Immunoglobulin heavy constant alpha 1 is a immunoglobulin gene with symbol IGHA1. It encodes a constant (C) segment of Immunoglobulin A heavy chain. Immunoglobulin A is an antibody that plays a critical role in immune function in the mucous membranes. IgA shows the same typical structure of other antibody classes, with two heavy chains and two light chains, and four distinct domains: one variable region, and three variable regions. As a major class of immunoglobulin in body secretions, IgA plays a role in defending against infection, as well as preventing the access of foreign antigens to the immunologic system.

== Discovery ==
IGHA1 was first described in detail in 1975, when the primary structure (the amino acid sequence) of IgA was elucidated through the sequencing of tryptic and chymotryptic peptides.

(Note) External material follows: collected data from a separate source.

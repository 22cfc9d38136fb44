//! WinRM (WS-Management over HTTP) implementation of [`RemoteManager`].
//!
//! Every command gets its own remote shell:
//!
//! ```text
//! Create shell → Command → Receive… (until Done) → Signal terminate → Delete shell
//! ```
//!
//! A command that outlives its timeout still gets the terminate signal and
//! the shell delete before the timeout is reported.
//!
//! Uploads reuse one shell for all chunks. The file is streamed from disk,
//! base64 encoded, appended to a temp file on the guest with `echo`, then
//! decoded into place by an encoded PowerShell command.

use std::path::Path;
use std::time::Duration;

use async_trait::async_trait;
use base64::Engine;
use base64::engine::general_purpose::STANDARD as BASE64;
use reqwest::StatusCode;
use tokio::io::AsyncReadExt;
use tokio::net::TcpStream;
use tokio_util::sync::CancellationToken;
use uuid::Uuid;

use super::RemoteManager;
use super::soap::{self, Header, OPERATION_TIMEOUT_FAULT};
use crate::cancel::CancelReader;
use crate::errors::{WinprepError, WinprepResult};
use crate::util::{encode_powershell_command, escape_powershell_literal};

pub const WINRM_PORT: u16 = 5985;

const CONNECT_TIMEOUT: Duration = Duration::from_secs(60);
const OPERATION_TIMEOUT_SECS: u64 = 60;
/// Must outlive the server-side operation timeout so an idle Receive
/// returns a fault instead of a client-side timeout.
const HTTP_TIMEOUT: Duration = Duration::from_secs(OPERATION_TIMEOUT_SECS + 30);

/// Raw bytes per upload chunk. A multiple of 3 so chunks encode without
/// padding and concatenate into one valid base64 document; 6000 encoded
/// characters keeps each `echo` under the cmd.exe line limit.
const UPLOAD_CHUNK_BYTES: usize = 4500;

pub struct WinRmRemoteManager {
    host: String,
    port: u16,
    username: String,
    password: String,
    endpoint: String,
    http: reqwest::Client,
    token: CancellationToken,
}

impl WinRmRemoteManager {
    pub fn new(
        host: impl Into<String>,
        username: impl Into<String>,
        password: impl Into<String>,
        token: CancellationToken,
    ) -> WinprepResult<Self> {
        Self::with_port(host, WINRM_PORT, username, password, token)
    }

    pub fn with_port(
        host: impl Into<String>,
        port: u16,
        username: impl Into<String>,
        password: impl Into<String>,
        token: CancellationToken,
    ) -> WinprepResult<Self> {
        let host = host.into();
        let endpoint = format!("http://{}:{}/wsman", host, port);
        let http = reqwest::Client::builder()
            .connect_timeout(CONNECT_TIMEOUT)
            .timeout(HTTP_TIMEOUT)
            .build()
            .map_err(|e| WinprepError::Internal(format!("Failed to build HTTP client: {}", e)))?;

        Ok(Self {
            host,
            port,
            username: username.into(),
            password: password.into(),
            endpoint,
            http,
            token,
        })
    }

    pub fn endpoint(&self) -> &str {
        &self.endpoint
    }

    fn header<'a>(&'a self, message_id: &'a str, shell_id: Option<&'a str>) -> Header<'a> {
        Header {
            endpoint: &self.endpoint,
            message_id,
            operation_timeout_secs: OPERATION_TIMEOUT_SECS,
            shell_id,
        }
    }

    // ========================================================================
    // HTTP
    // ========================================================================

    async fn send(&self, body: String) -> WinprepResult<String> {
        if self.token.is_cancelled() {
            return Err(WinprepError::Interrupted);
        }

        let response = self
            .http
            .post(&self.endpoint)
            .basic_auth(&self.username, Some(&self.password))
            .header("Content-Type", "application/soap+xml;charset=UTF-8")
            .body(body)
            .send()
            .await
            .map_err(|e| {
                WinprepError::Transport(format!("WinRM request to {} failed: {}", self.host, e))
            })?;

        let status = response.status();
        let text = response
            .text()
            .await
            .map_err(|e| WinprepError::Transport(format!("Failed to read WinRM response: {}", e)))?;

        if status == StatusCode::UNAUTHORIZED {
            return Err(WinprepError::Authentication(format!(
                "WinRM rejected credentials for {}",
                self.username
            )));
        }
        if !status.is_success() {
            let reason = soap::fault_reason(&text).unwrap_or_else(|| text.clone());
            if text.contains(OPERATION_TIMEOUT_FAULT) {
                return Err(WinprepError::Timeout(reason));
            }
            return Err(WinprepError::Transport(format!(
                "WinRM returned {}: {}",
                status, reason
            )));
        }

        Ok(text)
    }

    // ========================================================================
    // SHELL LIFECYCLE
    // ========================================================================

    async fn open_shell(&self) -> WinprepResult<String> {
        let message_id = Uuid::new_v4().to_string();
        let response = self
            .send(soap::create_shell(&self.header(&message_id, None)))
            .await?;
        let shell_id = soap::parse_shell_id(&response)?;
        tracing::trace!(host = %self.host, shell_id = %shell_id, "Opened remote shell");
        Ok(shell_id)
    }

    async fn close_shell(&self, shell_id: &str) {
        let message_id = Uuid::new_v4().to_string();
        if let Err(e) = self
            .send(soap::delete_shell(&self.header(&message_id, Some(shell_id))))
            .await
        {
            tracing::debug!(shell_id = %shell_id, "Failed to delete remote shell: {}", e);
        }
    }

    /// Run one command inside an open shell and collect its exit code.
    ///
    /// The command is always signalled to terminate afterwards, including
    /// when `timeout` elapses before it reports Done.
    async fn run_in_shell(
        &self,
        shell_id: &str,
        command: &str,
        timeout: Option<Duration>,
    ) -> WinprepResult<i32> {
        let message_id = Uuid::new_v4().to_string();
        let response = self
            .send(soap::command(&self.header(&message_id, Some(shell_id)), command))
            .await?;
        let command_id = soap::parse_command_id(&response)?;

        let receive = self.receive_until_done(shell_id, &command_id);
        let result = match timeout {
            Some(timeout) => tokio::time::timeout(timeout, receive)
                .await
                .unwrap_or_else(|_| {
                    Err(WinprepError::Timeout(format!(
                        "command `{}` did not finish within {}s",
                        summarize_command(command),
                        timeout.as_secs()
                    )))
                }),
            None => receive.await,
        };

        let message_id = Uuid::new_v4().to_string();
        if let Err(e) = self
            .send(soap::signal_terminate(
                &self.header(&message_id, Some(shell_id)),
                &command_id,
            ))
            .await
        {
            tracing::debug!(command_id = %command_id, "Failed to signal command termination: {}", e);
        }

        result
    }

    async fn receive_until_done(&self, shell_id: &str, command_id: &str) -> WinprepResult<i32> {
        let mut exit_code = None;
        loop {
            let message_id = Uuid::new_v4().to_string();
            let response = match self
                .send(soap::receive(&self.header(&message_id, Some(shell_id)), command_id))
                .await
            {
                Ok(response) => response,
                // No output within the operation timeout; still running
                Err(WinprepError::Timeout(_)) => continue,
                Err(e) => return Err(e),
            };

            let output = soap::parse_receive(&response)?;
            forward_output(&output.stdout, false);
            forward_output(&output.stderr, true);
            if output.exit_code.is_some() {
                exit_code = output.exit_code;
            }
            if output.done {
                break;
            }
        }

        exit_code.ok_or_else(|| {
            WinprepError::InvalidOutput(format!("command {} finished without an exit code", command_id))
        })
    }

    async fn run(&self, command: &str, timeout: Option<Duration>) -> WinprepResult<i32> {
        tracing::debug!(host = %self.host, command = %summarize_command(command), "Executing remote command");
        let shell_id = self.open_shell().await?;
        let result = self.run_in_shell(&shell_id, command, timeout).await;
        self.close_shell(&shell_id).await;
        let exit_code = result?;
        tracing::debug!(host = %self.host, exit_code, "Remote command finished");
        Ok(exit_code)
    }

    // ========================================================================
    // UPLOAD
    // ========================================================================

    async fn upload_in_shell(
        &self,
        shell_id: &str,
        source: &Path,
        destination: &str,
        temp_file: &str,
    ) -> WinprepResult<()> {
        let file = tokio::fs::File::open(source).await.map_err(|e| {
            WinprepError::Storage(format!("Failed to open {}: {}", source.display(), e))
        })?;
        let mut reader = CancelReader::new(file, self.token.clone());

        self.run_checked_in_shell(shell_id, &format!(r#"type nul > "{}""#, temp_file))
            .await?;

        let mut buf = vec![0u8; UPLOAD_CHUNK_BYTES];
        let mut total: u64 = 0;
        loop {
            let filled = fill_chunk(&mut reader, &mut buf).await?;
            if filled == 0 {
                break;
            }
            total += filled as u64;
            let chunk = BASE64.encode(&buf[..filled]);
            self.run_checked_in_shell(shell_id, &format!(r#">> "{}" echo {}"#, temp_file, chunk))
                .await?;
            if filled < buf.len() {
                break;
            }
        }

        let restore = restore_script(temp_file, destination);
        self.run_checked_in_shell(
            shell_id,
            &format!(
                "powershell.exe -NoProfile -NonInteractive -EncodedCommand {}",
                encode_powershell_command(&restore)
            ),
        )
        .await?;

        tracing::debug!(
            host = %self.host,
            source = %source.display(),
            destination = %destination,
            bytes = total,
            "Uploaded artifact"
        );
        Ok(())
    }

    async fn run_checked_in_shell(&self, shell_id: &str, command: &str) -> WinprepResult<()> {
        let exit_code = self.run_in_shell(shell_id, command, None).await?;
        if exit_code != 0 {
            return Err(WinprepError::RemoteCommand {
                command: summarize_command(command),
                exit_code,
            });
        }
        Ok(())
    }
}

#[async_trait]
impl RemoteManager for WinRmRemoteManager {
    async fn upload_artifact(&self, source: &Path, destination: &str) -> WinprepResult<()> {
        let temp_file = format!(r"%TEMP%\winprep-{}.tmp", Uuid::new_v4());
        let shell_id = self.open_shell().await?;
        let result = self
            .upload_in_shell(&shell_id, source, destination, &temp_file)
            .await;
        self.close_shell(&shell_id).await;
        result.map_err(|e| e.context(format!("failed to upload {}", source.display())))
    }

    async fn extract_archive(&self, source: &str, destination: &str) -> WinprepResult<()> {
        let command = format!("powershell.exe Expand-Archive {} {} -Force", source, destination);
        let exit_code = self.execute_command(&command).await?;
        if exit_code != 0 {
            return Err(WinprepError::RemoteCommand { command, exit_code });
        }
        Ok(())
    }

    async fn execute_command(&self, command: &str) -> WinprepResult<i32> {
        self.run(command, None).await
    }

    async fn execute_command_with_timeout(
        &self,
        command: &str,
        timeout: Duration,
    ) -> WinprepResult<i32> {
        self.run(command, Some(timeout)).await
    }

    async fn can_reach_vm(&self) -> WinprepResult<()> {
        let unreachable = || {
            WinprepError::Unreachable(format!(
                "host {} is unreachable. Please ensure WinRM is enabled and the IP is correct",
                self.host
            ))
        };

        let addr = format!("{}:{}", self.host, self.port);
        match tokio::time::timeout(CONNECT_TIMEOUT, TcpStream::connect(&addr)).await {
            Ok(Ok(_stream)) => Ok(()),
            Ok(Err(e)) => {
                tracing::debug!(addr = %addr, "TCP connect failed: {}", e);
                Err(unreachable())
            }
            Err(_) => {
                tracing::debug!(addr = %addr, "TCP connect timed out");
                Err(unreachable())
            }
        }
    }

    async fn can_login_vm(&self) -> WinprepResult<()> {
        match self.open_shell().await {
            Ok(shell_id) => {
                self.close_shell(&shell_id).await;
                Ok(())
            }
            Err(e) if e.is_interrupted() => Err(e),
            Err(e) => {
                tracing::debug!(host = %self.host, "Login attempt failed: {}", e);
                Err(WinprepError::Authentication(
                    "username and password for given IP is invalid".into(),
                ))
            }
        }
    }
}

// ============================================================================
// HELPERS
// ============================================================================

/// Read until `buf` is full or the reader is exhausted.
async fn fill_chunk<R>(reader: &mut R, buf: &mut [u8]) -> WinprepResult<usize>
where
    R: tokio::io::AsyncRead + Unpin,
{
    let mut filled = 0;
    while filled < buf.len() {
        let n = reader.read(&mut buf[filled..]).await?;
        if n == 0 {
            break;
        }
        filled += n;
    }
    Ok(filled)
}

/// PowerShell that decodes the uploaded temp file into `destination`.
fn restore_script(temp_file: &str, destination: &str) -> String {
    let temp_file = temp_file.replace("%TEMP%", "$env:TEMP");
    format!(
        r#"$ErrorActionPreference = 'Stop'
$tmp = "{temp}"
$dest = {dest}
$dir = Split-Path -Parent $dest
if ($dir -and -not (Test-Path $dir)) {{ New-Item -ItemType Directory -Force -Path $dir | Out-Null }}
$encoded = [System.IO.File]::ReadAllText($tmp)
[System.IO.File]::WriteAllBytes($dest, [System.Convert]::FromBase64String($encoded))
Remove-Item -Force $tmp
"#,
        temp = temp_file,
        dest = escape_powershell_literal(destination),
    )
}

/// Keep logs and errors readable when a command embeds a large payload.
fn summarize_command(command: &str) -> String {
    const LIMIT: usize = 120;
    if command.len() <= LIMIT {
        return command.to_string();
    }
    let mut end = LIMIT;
    while !command.is_char_boundary(end) {
        end -= 1;
    }
    format!("{}...", &command[..end])
}

fn forward_output(bytes: &[u8], stderr: bool) {
    if bytes.is_empty() {
        return;
    }
    let text = String::from_utf8_lossy(bytes);
    for line in text.lines().filter(|l| !l.trim().is_empty()) {
        if stderr {
            tracing::warn!(target: "winprep::guest", "{}", line);
        } else {
            tracing::info!(target: "winprep::guest", "{}", line);
        }
    }
}
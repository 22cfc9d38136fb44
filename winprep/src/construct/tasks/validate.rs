//! Task: make sure the guest is reachable and accepts our credentials.

use async_trait::async_trait;

use super::{log_task_error, task_start, task_succeeded};
use crate::construct::types::{ConstructCtx, Phase};
use crate::errors::WinprepResult;
use crate::pipeline::PipelineTask;

pub(crate) struct ValidateConnectionTask;

#[async_trait]
impl PipelineTask<ConstructCtx> for ValidateConnectionTask {
    async fn run(self: Box<Self>, ctx: ConstructCtx) -> WinprepResult<()> {
        let phase = Phase::ValidateConnection;
        task_start(&ctx, phase)?;

        ctx.validator
            .validate()
            .await
            .inspect_err(|e| log_task_error(phase, e))?;

        task_succeeded(&ctx, phase);
        Ok(())
    }

    fn name(&self) -> &str {
        Phase::ValidateConnection.as_str()
    }
}
//! Reboot completion detection by trial-reboot-and-abort.
//!
//! A reachable guest says nothing about whether it has already rebooted. We
//! find out by asking it to schedule a new reboot and cancelling it at once:
//!
//! ```text
//! schedule trial reboot ─┬─ call failed ──────────→ not finished (guest is down)
//!                        ├─ exit != 0 ────────────→ not finished (shutdown pending)
//!                        └─ exit == 0 → abort ×≤5 ─┬─ every attempt failed → error
//!                                                  ├─ exit != 0 ─────────→ error
//!                                                  └─ exit == 0 ─────────→ finished
//! ```
//!
//! Every trial reboot scheduled by a tick is aborted within the same tick.

use std::sync::Arc;
use std::time::Duration;

use crate::errors::{WinprepError, WinprepResult};
use crate::poller::IntervalPoller;
use crate::util::retry_bounded;

use super::RemoteManager;

pub const TRIAL_REBOOT_COMMAND: &str = r#"shutdown /r /f /t 60 /c "packer restart test""#;
pub const ABORT_REBOOT_COMMAND: &str = "shutdown /a";
pub const ABORT_RETRY_LIMIT: usize = 5;
pub const REBOOT_POLL_INTERVAL: Duration = Duration::from_secs(10);

pub struct RebootChecker {
    remote: Arc<dyn RemoteManager>,
}

impl RebootChecker {
    pub fn new(remote: Arc<dyn RemoteManager>) -> Self {
        Self { remote }
    }

    /// One poll tick: `Ok(true)` once the guest has come back from reboot.
    pub async fn reboot_has_finished(&self) -> WinprepResult<bool> {
        let exit_code = match self.remote.execute_command(TRIAL_REBOOT_COMMAND).await {
            Ok(code) => code,
            Err(e) => {
                tracing::debug!("Guest not answering, reboot still in progress: {}", e);
                return Ok(false);
            }
        };

        if exit_code != 0 {
            tracing::debug!(exit_code, "Trial reboot refused, reboot still in progress");
            return Ok(false);
        }

        let abort_exit_code = retry_bounded(ABORT_RETRY_LIMIT, |attempt| {
            let remote = self.remote.clone();
            async move {
                tracing::debug!(attempt, "Aborting trial reboot");
                remote.execute_command(ABORT_REBOOT_COMMAND).await
            }
        })
        .await
        .map_err(|e| e.context("unable to abort reboot"))?;

        if abort_exit_code != 0 {
            return Err(WinprepError::RemoteCommand {
                command: ABORT_REBOOT_COMMAND.to_string(),
                exit_code: abort_exit_code,
            }
            .context("unable to abort reboot"));
        }

        Ok(true)
    }
}

/// Polls a [`RebootChecker`] until the guest is back or the deadline passes.
pub struct RebootWaiter {
    poller: IntervalPoller,
    checker: RebootChecker,
    timeout: Duration,
}

impl RebootWaiter {
    pub fn new(poller: IntervalPoller, checker: RebootChecker, timeout: Duration) -> Self {
        Self {
            poller,
            checker,
            timeout,
        }
    }

    pub async fn wait_for_reboot_finished(&self) -> WinprepResult<()> {
        tracing::info!(
            interval_secs = self.poller.interval().as_secs(),
            timeout_secs = self.timeout.as_secs(),
            "Waiting for guest reboot to finish"
        );
        self.poller
            .poll(self.timeout, || self.checker.reboot_has_finished())
            .await
            .map_err(|e| e.context("error polling for reboot"))
    }
}

#[cfg(test)]
mod tests {
    use super::*;
    use crate::testing::{FakeRemote, Reply};
    use tokio_util::sync::CancellationToken;

    fn checker(remote: &Arc<FakeRemote>) -> RebootChecker {
        RebootChecker::new(remote.clone())
    }

    #[tokio::test]
    async fn test_trial_call_error_means_not_finished() {
        let remote = Arc::new(FakeRemote::default());
        remote.script(TRIAL_REBOOT_COMMAND, vec![Reply::Fail("connection refused")]);

        assert!(!checker(&remote).reboot_has_finished().await.unwrap());
        assert_eq!(remote.count(ABORT_REBOOT_COMMAND), 0);
    }

    #[tokio::test]
    async fn test_trial_nonzero_means_not_finished() {
        let remote = Arc::new(FakeRemote::default());
        remote.script(TRIAL_REBOOT_COMMAND, vec![Reply::Exit(1190)]);

        assert!(!checker(&remote).reboot_has_finished().await.unwrap());
        assert_eq!(remote.count(ABORT_REBOOT_COMMAND), 0);
    }

    #[tokio::test]
    async fn test_abort_succeeds_first_try() {
        let remote = Arc::new(FakeRemote::default());
        remote.script(TRIAL_REBOOT_COMMAND, vec![Reply::Exit(0)]);
        remote.script(ABORT_REBOOT_COMMAND, vec![Reply::Exit(0)]);

        assert!(checker(&remote).reboot_has_finished().await.unwrap());
        assert_eq!(remote.count(ABORT_REBOOT_COMMAND), 1);
    }

    #[tokio::test]
    async fn test_abort_recovers_from_transient_failures() {
        let remote = Arc::new(FakeRemote::default());
        remote.script(TRIAL_REBOOT_COMMAND, vec![Reply::Exit(0)]);
        remote.script(
            ABORT_REBOOT_COMMAND,
            vec![Reply::Fail("timeout"), Reply::Fail("timeout"), Reply::Exit(0)],
        );

        assert!(checker(&remote).reboot_has_finished().await.unwrap());
        assert_eq!(remote.count(ABORT_REBOOT_COMMAND), 3);
    }

    #[tokio::test]
    async fn test_abort_failing_every_attempt_is_hard_error() {
        let remote = Arc::new(FakeRemote::default());
        remote.script(TRIAL_REBOOT_COMMAND, vec![Reply::Exit(0)]);
        remote.script(ABORT_REBOOT_COMMAND, vec![Reply::Fail("connection reset")]);

        let err = checker(&remote).reboot_has_finished().await.unwrap_err();
        assert!(err.to_string().contains("unable to abort"));
        assert_eq!(remote.count(ABORT_REBOOT_COMMAND), ABORT_RETRY_LIMIT);
    }

    #[tokio::test]
    async fn test_abort_nonzero_is_hard_error() {
        let remote = Arc::new(FakeRemote::default());
        remote.script(TRIAL_REBOOT_COMMAND, vec![Reply::Exit(0)]);
        remote.script(ABORT_REBOOT_COMMAND, vec![Reply::Exit(1116)]);

        let err = checker(&remote).reboot_has_finished().await.unwrap_err();
        assert!(err.to_string().contains("unable to abort"));
        assert_eq!(remote.count(ABORT_REBOOT_COMMAND), 1);
    }

    #[tokio::test(start_paused = true)]
    async fn test_waiter_polls_until_guest_returns() {
        let remote = Arc::new(FakeRemote::default());
        remote.script(
            TRIAL_REBOOT_COMMAND,
            vec![Reply::Fail("unreachable"), Reply::Exit(1190), Reply::Exit(0)],
        );
        remote.script(ABORT_REBOOT_COMMAND, vec![Reply::Exit(0)]);

        let waiter = RebootWaiter::new(
            IntervalPoller::new(REBOOT_POLL_INTERVAL, CancellationToken::new()),
            checker(&remote),
            Duration::from_secs(3600),
        );
        waiter.wait_for_reboot_finished().await.unwrap();

        assert_eq!(remote.count(TRIAL_REBOOT_COMMAND), 3);
        assert_eq!(remote.count(ABORT_REBOOT_COMMAND), 1);
    }

    #[tokio::test(start_paused = true)]
    async fn test_waiter_wraps_errors() {
        let remote = Arc::new(FakeRemote::default());
        remote.script(TRIAL_REBOOT_COMMAND, vec![Reply::Exit(1190)]);

        let waiter = RebootWaiter::new(
            IntervalPoller::new(REBOOT_POLL_INTERVAL, CancellationToken::new()),
            checker(&remote),
            Duration::from_secs(60),
        );
        let err = waiter.wait_for_reboot_finished().await.unwrap_err();

        assert!(err.to_string().starts_with("error polling for reboot"));
        assert!(matches!(err.root_cause(), WinprepError::Timeout(_)));
    }
}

Similarly, the primary sequence was determined independently for the alpha-2 chain of the protein in 1979. Complete nucleotide sequences for the alpha-1 heavy chain constant region and the allelic alpha-2 heavy chain regions were published in 1984, and showed the genes were contained in three exons, each of which encodes a single region of the protein domain.

== Gene ==
The genes encoding IGHA1 are found on human chromosome 14. The sequence encoding IGHA1 is 1,497 nucleotides long and is found between loci 105,707,168 and 105,708,664. The annotated chromosome location is also given as 14q32.33.

== Structure ==
The Ig alpha-1 chain C region is contained on the first of the constant regions of IgA, and is composed of an amino acid sequence 353 residues long. The secondary structure contained within this region is dominated by beta strands, which define four antiparallel beta sheets. These antiparallel beta-sheets are then sandwiched to form two beta-sandwiches, a typical tertiary structure of the immunoglobulin fold class. The two beta sheets that comprise each beta-sandwich are joined by an alpha helix on one side. These alpha helices define the binding site for this protein, with the binding site incorporating one antiparallel beta strand on either side of the helix. In addition to the binding sites, the opposite side of the beta-sandwich is connected by a series of loops, which define a hypervariable loop system, that may have a role in determining the specificity of an interaction between IgA and an antigen.

== Function ==

The IGHA1 gene encodes the heavy-chain constant region that defines the IgA1 subclass, the antibody isotype responsible for the body's primary humoral defense at mucosal surfaces. Together with IgA2, it accounts for over half of all antibody produced in the body. This constant region promotes antigen-independent trapping of pathogens and toxins in the mucus so they can be cleared before invading the epithelium.

== Clinical significance ==
IGHA1 has been implicated in a chromosomal abnormality identified in multiple myeloma lines. The abnormality has been identified as a translocation event, where translocation between IGHA1 (found on chromosome 14), and FCRL4 (the gene sequence encoding for an inhibitory receptor, found on chromosome 1) leads to the production of a fusion protein.